- _Aim of the task_
Among the entries that follow, the required portion opens with the line containing "the workflow fixture." and closes with the line containing "errors. Validation errors". Give that portion again exactly, and nothing else.

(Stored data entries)
::::::::::
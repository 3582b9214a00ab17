//! WEFT Test Utilities
//!
//! Centralized test infrastructure for the WEFT workspace:
//! - Proptest generators for tokens, values and documents
//! - Mock expression engine and recording trace sink
//! - Test fixtures for a small CI workflow schema
//! - Custom assertions for accumulated errors and fatal outcomes

// Re-export core types for convenience
pub use weft_core::{
    FatalError, FatalResult, Resource, Span, TemplateConfig, TemplateError, TemplateLimits, Token, TokenKind,
    TraceWriter, ValidationError,
};
pub use weft_template::{
    BasicExpressionEngine, EventObjectReader, ExpressionEngine, ExpressionError, ExpressionValues, SchemaRegistry,
    TemplateContext, TemplateEngine,
};

use std::collections::HashMap;
use std::sync::{Arc, Mutex, MutexGuard};

// ============================================================================
// MOCKS
// ============================================================================

/// Expression engine with canned results keyed by expression text.
///
/// Unknown expressions fail at evaluation time. Validation accepts
/// everything unless the text was registered with [`Self::with_invalid`].
#[derive(Debug, Clone, Default)]
pub struct MockExpressionEngine {
    results: HashMap<String, Result<Token, String>>,
    invalid: HashMap<String, String>,
    calls: Arc<Mutex<Vec<String>>>,
}

impl MockExpressionEngine {
    pub fn new() -> Self {
        Self::default()
    }

    pub fn with_result(mut self, expression: &str, value: Token) -> Self {
        self.results.insert(expression.to_string(), Ok(value));
        self
    }

    pub fn with_failure(mut self, expression: &str, message: &str) -> Self {
        self.results.insert(expression.to_string(), Err(message.to_string()));
        self
    }

    pub fn with_invalid(mut self, expression: &str, message: &str) -> Self {
        self.invalid.insert(expression.to_string(), message.to_string());
        self
    }

    /// Expressions evaluated so far, in order. Clones share the log.
    pub fn calls(&self) -> Vec<String> {
        lock(&self.calls).clone()
    }
}

impl ExpressionEngine for MockExpressionEngine {
    fn validate(&self, expression: &str, _allowed: &[String]) -> Result<(), ExpressionError> {
        match self.invalid.get(expression) {
            Some(message) => Err(ExpressionError::Runtime {
                message: message.clone(),
            }),
            None => Ok(()),
        }
    }

    fn evaluate(&self, expression: &str, _values: &ExpressionValues) -> Result<Token, ExpressionError> {
        lock(&self.calls).push(expression.to_string());
        match self.results.get(expression) {
            Some(Ok(value)) => Ok(value.clone()),
            Some(Err(message)) => Err(ExpressionError::Runtime {
                message: message.clone(),
            }),
            None => Err(ExpressionError::Runtime {
                message: format!("No mock result for '{}'", expression),
            }),
        }
    }
}

/// Level of a recorded trace line.
#[derive(Debug, Clone, Copy, PartialEq, Eq)]
pub enum TraceLevel {
    Error,
    Info,
    Verbose,
}

/// Trace sink that keeps every line. Clones share the same log, so keep one
/// clone and hand the other to the engine.
#[derive(Debug, Clone, Default)]
pub struct RecordingTraceWriter {
    lines: Arc<Mutex<Vec<(TraceLevel, String)>>>,
}

impl RecordingTraceWriter {
    pub fn new() -> Self {
        Self::default()
    }

    pub fn lines(&self) -> Vec<(TraceLevel, String)> {
        lock(&self.lines).clone()
    }

    pub fn messages(&self, level: TraceLevel) -> Vec<String> {
        lock(&self.lines)
            .iter()
            .filter(|(l, _)| *l == level)
            .map(|(_, message)| message.clone())
            .collect()
    }
}

impl TraceWriter for RecordingTraceWriter {
    fn error(&self, message: &str) {
        lock(&self.lines).push((TraceLevel::Error, message.to_string()));
    }

    fn info(&self, message: &str) {
        lock(&self.lines).push((TraceLevel::Info, message.to_string()));
    }

    fn verbose(&self, message: &str) {
        lock(&self.lines).push((TraceLevel::Verbose, message.to_string()));
    }
}

/// A panicking test thread may poison the lock; the log is still usable.
fn lock<T>(mutex: &Mutex<T>) -> MutexGuard<'_, T> {
    mutex.lock().unwrap_or_else(|poisoned| poisoned.into_inner())
}

// ============================================================================
// PROPTEST GENERATORS
// ============================================================================

pub mod generators {
    //! Proptest strategies for generating tokens and documents.

    use super::*;
    use proptest::prelude::*;

    /// Text that never contains an expression marker.
    pub fn arb_plain_string() -> impl Strategy<Value = String> {
        "[a-zA-Z0-9 _./-]{0,16}"
    }

    /// Mapping key: non-empty, no expression marker.
    pub fn arb_key() -> impl Strategy<Value = String> {
        "[a-z][a-z0-9_-]{0,8}"
    }

    /// Integral numbers only, so values survive a trip through text formats.
    pub fn arb_number() -> impl Strategy<Value = f64> {
        (-100_000i32..100_000).prop_map(f64::from)
    }

    /// Null, boolean, number or plain string.
    pub fn arb_literal() -> impl Strategy<Value = Token> {
        prop_oneof![
            Just(Token::null()),
            any::<bool>().prop_map(Token::boolean),
            arb_number().prop_map(Token::number),
            arb_plain_string().prop_map(Token::string),
        ]
    }

    /// Expression-free token tree with unique mapping keys.
    pub fn arb_plain_token() -> impl Strategy<Value = Token> {
        arb_literal().prop_recursive(4, 64, 6, |inner| {
            prop_oneof![
                prop::collection::vec(inner.clone(), 0..6).prop_map(Token::sequence),
                prop::collection::vec((arb_key(), inner), 0..6).prop_map(|pairs| {
                    let mut seen = std::collections::HashSet::new();
                    Token::mapping(
                        pairs
                            .into_iter()
                            .filter(|(key, _)| seen.insert(key.clone()))
                            .map(|(key, value)| (Token::string(key), value))
                            .collect(),
                    )
                }),
            ]
        })
    }

    /// Named values with plain contents.
    pub fn arb_values() -> impl Strategy<Value = ExpressionValues> {
        prop::collection::btree_map(arb_key(), arb_plain_token(), 0..4)
            .prop_map(|values| values.into_iter().collect())
    }

    /// A `step-env` style mapping of keys to plain strings, with the keys in
    /// generation order.
    pub fn arb_env() -> impl Strategy<Value = Vec<(String, String)>> {
        prop::collection::vec(("[A-Z][A-Z0-9_]{0,8}", arb_plain_string()), 0..8).prop_map(|pairs| {
            let mut seen = std::collections::HashSet::new();
            pairs.into_iter().filter(|(key, _)| seen.insert(key.clone())).collect()
        })
    }

    /// Text with a `${{ }}` expression somewhere inside.
    pub fn arb_interpolated_string() -> impl Strategy<Value = String> {
        ("[a-z ]{0,6}", "[a-z][a-z0-9]{0,5}", "[a-z ]{0,6}")
            .prop_map(|(prefix, name, suffix)| format!("{}${{{{ {} }}}}{}", prefix, name, suffix))
    }
}

// ============================================================================
// TEST FIXTURES
// ============================================================================

pub mod fixtures {
    //! Pre-built schema, engine and documents for common testing scenarios.

    use super::*;

    /// A small CI workflow schema.
    pub const WORKFLOW_SCHEMA: &str = r#"
version: workflow-v1.0
definitions:
  workflow:
    mapping:
      properties:
        name: string
        env: workflow-env
        jobs:
          type: jobs
          required: true
  workflow-env:
    context: [github, vars]
    mapping:
      loose-key-type: non-empty-string
      loose-value-type: string
  jobs:
    mapping:
      loose-key-type: non-empty-string
      loose-value-type: job
  job:
    mapping:
      properties:
        runs-on:
          type: runs-on
          required: true
        needs: needs
        env: job-env
        timeout-minutes: timeout
        steps: steps
  runs-on:
    context: [github, vars, matrix]
    one-of: [non-empty-string, string-list]
  needs:
    one-of: [non-empty-string, string-list]
  string-list:
    sequence:
      item-type: non-empty-string
  timeout:
    context: [matrix]
    number: {}
  job-env:
    context: [github, vars, matrix]
    mapping:
      loose-key-type: non-empty-string
      loose-value-type: string
  steps:
    context: [github, vars, matrix, "hashFiles(1,255)"]
    sequence:
      item-type: step
  step:
    one-of: [run-step, uses-step]
  run-step:
    mapping:
      properties:
        name: string
        run:
          type: non-empty-string
          required: true
        shell: string
        env: step-env
  uses-step:
    mapping:
      properties:
        name: string
        uses:
          type: non-empty-string
          required: true
        with: step-with
  step-env:
    mapping:
      loose-key-type: non-empty-string
      loose-value-type: string
  step-with:
    mapping:
      loose-key-type: non-empty-string
      loose-value-type: any
  non-empty-string:
    string:
      require-non-empty: true
"#;

    /// A workflow exercising interpolation, insert and sequence insertion.
    pub const CI_WORKFLOW: &str = r#"
name: ci
env:
  CI: true
  REF: ${{ github.ref }}
jobs:
  build:
    runs-on: ${{ matrix.os }}
    timeout-minutes: ${{ matrix.timeout }}
    env:
      OS: ${{ matrix.os }}
      ${{ insert }}: ${{ vars.extra_env }}
    steps:
      - uses: actions/checkout@v4
      - run: echo building ${{ github.ref }} on ${{ matrix.os }}
      - ${{ vars.extra_steps }}
      - name: cache
        uses: actions/cache@v4
        with:
          key: ${{ hashFiles('**/Cargo.lock') }}
"#;

    pub fn workflow_schema() -> SchemaRegistry {
        match SchemaRegistry::from_yaml_str(WORKFLOW_SCHEMA) {
            Ok(schema) => schema,
            Err(e) => panic!("workflow schema fixture is invalid: {}", e),
        }
    }

    /// Default limits with `if`/`elseif`/`else`/`each` enabled.
    pub fn workflow_config() -> TemplateConfig {
        TemplateConfig {
            extended_directives: true,
            ..TemplateConfig::default()
        }
    }

    /// Engine over [`workflow_schema`] with a deterministic `hashFiles`.
    pub fn workflow_engine() -> TemplateEngine {
        workflow_engine_with(workflow_config())
    }

    pub fn workflow_engine_with(config: TemplateConfig) -> TemplateEngine {
        let expressions = BasicExpressionEngine::new().with_function("hashFiles", 1, 255, |args| {
            let patterns: Vec<String> = args.iter().map(ToString::to_string).collect();
            Ok(Token::string(format!("hash:{}", patterns.join(","))))
        });
        match TemplateEngine::new(workflow_schema(), config) {
            Ok(engine) => engine
                .with_expression_engine(expressions)
                .with_trace_writer(weft_core::NullTraceWriter),
            Err(e) => panic!("workflow config fixture is invalid: {}", e),
        }
    }

    /// Runtime values used by [`CI_WORKFLOW`].
    pub fn workflow_values() -> ExpressionValues {
        ExpressionValues::from_json(&serde_json::json!({
            "github": { "ref": "refs/heads/main", "event_name": "push" },
            "vars": {
                "extra_env": { "DEBUG": "1" },
                "extra_steps": [ { "run": "cargo test" } ],
                "targets": ["x86_64", "aarch64"]
            },
            "matrix": { "os": "linux", "timeout": 30 }
        }))
    }

    /// Context ready for evaluating the workflow fixture.
    pub fn evaluation_context(engine: &TemplateEngine) -> TemplateContext {
        let mut context = engine.context();
        context.values = workflow_values();
        context.functions.push("hashFiles".to_string());
        context
    }

    /// Read a YAML document, panicking on fatal errors. Validation errors
    /// stay on `context`.
    #[track_caller]
    pub fn read_yaml(engine: &TemplateEngine, context: &mut TemplateContext, type_name: &str, source: &str) -> Token {
        let mut reader = match EventObjectReader::from_yaml_str(source) {
            Ok(reader) => reader,
            Err(e) => panic!("fixture YAML does not parse: {}", e),
        };
        match engine.read(context, type_name, &mut reader, None) {
            Ok(result) => match result.token {
                Some(token) => token,
                None => panic!("unknown type '{}'", type_name),
            },
            Err(e) => panic!("read aborted: {}", e),
        }
    }

    /// JSON rendering of a YAML document, for comparing expected output.
    #[track_caller]
    pub fn yaml_json(source: &str) -> serde_json::Value {
        match serde_yaml::from_str(source) {
            Ok(value) => value,
            Err(e) => panic!("expected YAML does not parse: {}", e),
        }
    }
}

// ============================================================================
// CUSTOM ASSERTIONS
// ============================================================================

pub mod assertions {
    //! Assertions over accumulated errors and fatal outcomes.

    use super::*;

    /// Assert that no validation error was recorded.
    #[track_caller]
    pub fn assert_no_errors(context: &TemplateContext) {
        let messages = error_messages(context);
        assert!(messages.is_empty(), "Expected no errors, got: {:#?}", messages);
    }

    /// Assert the exact recorded messages, in order.
    #[track_caller]
    pub fn assert_error_messages(context: &TemplateContext, expected: &[&str]) {
        assert_eq!(error_messages(context), expected);
    }

    /// Assert the recorded errors by kind, in order, ignoring where they
    /// were reported.
    #[track_caller]
    pub fn assert_errors(context: &TemplateContext, expected: &[TemplateError]) {
        let errors: Vec<&TemplateError> = context.errors.iter().map(|e| &e.error).collect();
        assert_eq!(errors, expected.iter().collect::<Vec<_>>(), "{:#?}", error_messages(context));
    }

    /// Assert that some recorded error is `expected`.
    #[track_caller]
    pub fn assert_has_error(context: &TemplateContext, expected: &TemplateError) {
        assert!(
            context.errors.iter().any(|e| &e.error == expected),
            "Expected {:?} among {:#?}",
            expected,
            error_messages(context)
        );
    }

    /// Assert that a call aborted on the given resource.
    #[track_caller]
    pub fn assert_resource_exceeded<T: std::fmt::Debug>(result: &FatalResult<T>, resource: Resource) {
        match result {
            Err(error) if error.resource() == Some(resource) => {}
            other => panic!("Expected {:?} to be exceeded, got: {:?}", resource, other),
        }
    }

    pub fn error_messages(context: &TemplateContext) -> Vec<String> {
        context.errors.iter().map(|e| e.message.clone()).collect()
    }
}

// ============================================================================
// TESTS
// ============================================================================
::::::::::
- _Exercise solution_
    /// Context ready for evaluating the workflow fixture.
    pub fn evaluation_context(engine: &TemplateEngine) -> TemplateContext {
        let mut context = engine.context();
        context.values = workflow_values();
        context.functions.push("hashFiles".to_string());
        context
    }

    /// Read a YAML document, panicking on fatal errors. Validation errors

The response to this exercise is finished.